Composer, arranger, performer, social media maestro and cook Nico Muhly is a force of nature.

Whilst David Lang’s claim that ‘He’s the missing link between all the kinds of the music in the world’ might be an exaggeration, he certainly has friends in exciting places. Muhly’s allies – including former mentor Philip Glass – turned out in their legions on the Barbican and St Luke’s stages at this weekend’s festival, A Scream and an Outrage.

The three events I attended (after the opening night’s world premiere, An Outrage) seemed to celebrate Nico Muhly’s outré taste and eclectic contacts book more than his own compositions. Some events featured not a single Muhly item. This was perhaps a deliberate and sensible tactic from the 31-year old to differentiate this event from similar Barbican events such as 2011’s Reverberations: The influence of Steve Reich, which was looking back on a 75-year old composer’s long and distinguished career, but it did seem unnecessarily modest from the man who is the leading young light of the classical music scene and a brilliant composer in his own right.
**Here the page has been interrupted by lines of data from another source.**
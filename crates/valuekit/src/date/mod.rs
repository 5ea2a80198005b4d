//! The `date` kind.
//!
//! Values are UTC timestamps ([`chrono::DateTime<Utc>`]). Every helper is
//! pure: inputs are never mutated, adjusted copies are returned. Calendar
//! arithmetic that falls out of range collapses to the input value.

pub mod check;
pub mod compare;
pub mod configure;
pub mod get;
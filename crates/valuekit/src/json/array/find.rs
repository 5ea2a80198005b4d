use crate::json::array::record_field;
use crate::{text, Value};

/// First record whose `field_name` text-compares equal to `search`.
///
/// Non-text field values are treated as null text, so they only match an
/// empty (null) search value.
pub fn find_record<'a>(
    records: &'a [Value],
    field_name: &str,
    search: &str,
    normalize: bool,
) -> Option<&'a Value> {
    let needle = Value::from(search);
    records
        .iter()
        .find(|record| text::compare::equal(record_field(record, field_name), &needle, normalize))
}

/// Index of the first record matching `search`, if any.
pub fn find_index(records: &[Value], field_name: &str, search: &str, normalize: bool) -> Option<usize> {
    let needle = Value::from(search);
    records
        .iter()
        .position(|record| text::compare::equal(record_field(record, field_name), &needle, normalize))
}

/// Whether any record matches `search`.
pub fn contains(records: &[Value], field_name: &str, search: &str, normalize: bool) -> bool {
    find_index(records, field_name, search, normalize).is_some()
}
use crate::date::check;
use crate::Value;

/// Timestamp equality at millisecond precision, guarded on both operands
/// being calendar values.
pub fn equal(a: &Value, b: &Value) -> bool {
    match (a, b) {
        (Value::Date(a), Value::Date(b)) => a.timestamp_millis() == b.timestamp_millis(),
        _ => false,
    }
}

/// Whether `value` is null under date rules, or equal to a valid sentinel
/// date.
pub fn is_null_or(value: &Value, sentinel: &Value) -> bool {
    if check::is_null(sentinel) {
        check::is_null(value)
    } else {
        check::is_null(value) || equal(value, sentinel)
    }
}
Session Two – 11/05, LSO St Luke’s

The first session I caught was at LSO St Luke’s and began with a performance of Nico Muhly’s Three Songs. The solo parts were performed by maverick violinist Pekka Kuusisto and tenor Allan Clayton, with drone accompaniment by Muhly and friends, sat on a rug with violins, melodicas and Macbooks. In fact, this drone had started up a good fifteen minutes before the concert had begun as we were taking our seats – an effective mental conditioning technique purloined from Philip Glass’s Einstein on the Beach. The songs were similar in arrangement and style to Muhly’s instrumental ‘drone’ pieces (two of which were played in the final session). Counter-melodic gestures in the violin were florid and grand to the point of portentousness against such a static backdrop, but effective nonetheless.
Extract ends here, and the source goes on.